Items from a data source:
»»
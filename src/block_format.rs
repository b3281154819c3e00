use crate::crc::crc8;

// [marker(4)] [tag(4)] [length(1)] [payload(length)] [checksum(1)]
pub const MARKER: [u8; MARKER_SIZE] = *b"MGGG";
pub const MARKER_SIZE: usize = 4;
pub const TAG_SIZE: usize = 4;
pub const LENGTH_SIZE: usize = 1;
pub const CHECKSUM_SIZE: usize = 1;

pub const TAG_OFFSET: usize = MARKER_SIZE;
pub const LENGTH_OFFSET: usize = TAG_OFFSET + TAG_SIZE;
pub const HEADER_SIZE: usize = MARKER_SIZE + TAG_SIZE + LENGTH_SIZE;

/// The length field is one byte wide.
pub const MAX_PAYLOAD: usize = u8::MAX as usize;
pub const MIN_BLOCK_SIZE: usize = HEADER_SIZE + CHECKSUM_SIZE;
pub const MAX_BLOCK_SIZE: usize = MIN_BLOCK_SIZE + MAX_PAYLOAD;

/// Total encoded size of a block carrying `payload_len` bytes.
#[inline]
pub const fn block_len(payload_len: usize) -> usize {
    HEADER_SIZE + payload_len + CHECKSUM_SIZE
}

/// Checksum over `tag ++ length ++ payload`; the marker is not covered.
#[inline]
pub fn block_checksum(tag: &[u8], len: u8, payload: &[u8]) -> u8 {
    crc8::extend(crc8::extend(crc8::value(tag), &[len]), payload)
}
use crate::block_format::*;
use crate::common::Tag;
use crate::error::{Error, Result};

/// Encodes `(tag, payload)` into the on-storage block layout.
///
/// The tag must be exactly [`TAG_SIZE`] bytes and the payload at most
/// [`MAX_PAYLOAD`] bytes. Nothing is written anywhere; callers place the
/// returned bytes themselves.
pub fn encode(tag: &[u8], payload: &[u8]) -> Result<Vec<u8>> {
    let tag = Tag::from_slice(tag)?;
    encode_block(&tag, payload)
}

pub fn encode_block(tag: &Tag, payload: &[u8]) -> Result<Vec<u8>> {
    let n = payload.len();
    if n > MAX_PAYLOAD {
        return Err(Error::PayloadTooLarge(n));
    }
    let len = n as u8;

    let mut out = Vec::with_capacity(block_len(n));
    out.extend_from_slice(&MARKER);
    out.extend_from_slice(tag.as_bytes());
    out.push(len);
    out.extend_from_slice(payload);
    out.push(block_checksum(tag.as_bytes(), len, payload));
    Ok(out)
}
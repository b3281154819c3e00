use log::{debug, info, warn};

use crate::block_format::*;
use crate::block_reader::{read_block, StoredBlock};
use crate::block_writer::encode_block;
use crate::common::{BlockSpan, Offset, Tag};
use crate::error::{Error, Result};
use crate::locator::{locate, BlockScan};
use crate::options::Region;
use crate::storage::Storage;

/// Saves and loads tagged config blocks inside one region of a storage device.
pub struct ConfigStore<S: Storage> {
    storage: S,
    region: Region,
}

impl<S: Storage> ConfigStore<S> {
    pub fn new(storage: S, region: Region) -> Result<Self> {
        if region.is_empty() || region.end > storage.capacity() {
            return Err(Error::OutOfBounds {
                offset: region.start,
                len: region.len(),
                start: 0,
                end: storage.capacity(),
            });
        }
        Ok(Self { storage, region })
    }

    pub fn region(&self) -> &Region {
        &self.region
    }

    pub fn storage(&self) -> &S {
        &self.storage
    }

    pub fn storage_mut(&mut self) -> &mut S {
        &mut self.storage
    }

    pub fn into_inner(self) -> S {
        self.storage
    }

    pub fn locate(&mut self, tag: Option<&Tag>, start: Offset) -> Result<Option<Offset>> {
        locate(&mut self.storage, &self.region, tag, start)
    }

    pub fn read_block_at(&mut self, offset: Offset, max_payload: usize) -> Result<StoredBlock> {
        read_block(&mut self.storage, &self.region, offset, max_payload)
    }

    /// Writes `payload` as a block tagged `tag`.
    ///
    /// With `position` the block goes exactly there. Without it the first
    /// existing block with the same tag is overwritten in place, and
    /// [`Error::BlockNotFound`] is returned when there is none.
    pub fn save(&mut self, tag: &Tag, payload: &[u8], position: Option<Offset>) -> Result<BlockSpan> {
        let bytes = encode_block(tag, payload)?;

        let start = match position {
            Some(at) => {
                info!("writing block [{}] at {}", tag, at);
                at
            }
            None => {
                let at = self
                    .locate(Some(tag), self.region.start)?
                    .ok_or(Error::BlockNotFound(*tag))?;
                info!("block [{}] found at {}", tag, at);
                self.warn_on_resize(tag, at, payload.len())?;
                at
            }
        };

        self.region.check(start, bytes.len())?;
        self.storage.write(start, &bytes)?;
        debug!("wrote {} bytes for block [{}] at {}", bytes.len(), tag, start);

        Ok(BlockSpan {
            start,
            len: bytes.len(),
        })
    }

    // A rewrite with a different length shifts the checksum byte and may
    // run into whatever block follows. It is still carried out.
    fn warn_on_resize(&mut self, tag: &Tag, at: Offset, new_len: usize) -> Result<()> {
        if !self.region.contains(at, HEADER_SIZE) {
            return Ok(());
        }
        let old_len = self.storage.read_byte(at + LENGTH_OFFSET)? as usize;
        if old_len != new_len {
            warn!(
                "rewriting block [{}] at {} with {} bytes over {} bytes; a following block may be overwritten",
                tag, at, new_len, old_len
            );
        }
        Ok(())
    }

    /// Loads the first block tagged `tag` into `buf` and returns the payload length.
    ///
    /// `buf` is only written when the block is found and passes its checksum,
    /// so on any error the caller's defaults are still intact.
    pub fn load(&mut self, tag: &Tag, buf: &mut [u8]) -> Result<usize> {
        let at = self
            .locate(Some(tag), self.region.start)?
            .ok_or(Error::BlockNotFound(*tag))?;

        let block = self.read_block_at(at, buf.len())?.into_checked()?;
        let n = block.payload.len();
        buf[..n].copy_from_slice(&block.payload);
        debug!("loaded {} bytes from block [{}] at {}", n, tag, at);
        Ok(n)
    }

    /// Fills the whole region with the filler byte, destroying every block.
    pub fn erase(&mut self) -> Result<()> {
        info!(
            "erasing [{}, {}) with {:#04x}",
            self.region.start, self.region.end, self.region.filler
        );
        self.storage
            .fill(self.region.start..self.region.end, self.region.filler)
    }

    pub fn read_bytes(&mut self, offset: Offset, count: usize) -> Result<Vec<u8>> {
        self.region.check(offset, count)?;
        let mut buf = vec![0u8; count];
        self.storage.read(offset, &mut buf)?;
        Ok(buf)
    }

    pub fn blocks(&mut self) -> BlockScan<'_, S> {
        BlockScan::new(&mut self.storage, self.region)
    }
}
««
**WHAT NEEDS TO BE DONE**
Up to and including the line that holds "pub const MAX_BLOCK_SIZE: usize", reproduce the records above exactly from their first line, and give nothing else.

**WRITTEN RESPONSE**
filename src/block_format.rs
repository b3281154819c3e00
use crate::crc::crc8;

// [marker(4)] [tag(4)] [length(1)] [payload(length)] [checksum(1)]
pub const MARKER: [u8; MARKER_SIZE] = *b"MGGG";
pub const MARKER_SIZE: usize = 4;
pub const TAG_SIZE: usize = 4;
pub const LENGTH_SIZE: usize = 1;
pub const CHECKSUM_SIZE: usize = 1;

pub const TAG_OFFSET: usize = MARKER_SIZE;
pub const LENGTH_OFFSET: usize = TAG_OFFSET + TAG_SIZE;
pub const HEADER_SIZE: usize = MARKER_SIZE + TAG_SIZE + LENGTH_SIZE;

/// The length field is one byte wide.
pub const MAX_PAYLOAD: usize = u8::MAX as usize;
pub const MIN_BLOCK_SIZE: usize = HEADER_SIZE + CHECKSUM_SIZE;
pub const MAX_BLOCK_SIZE: usize = MIN_BLOCK_SIZE + MAX_PAYLOAD;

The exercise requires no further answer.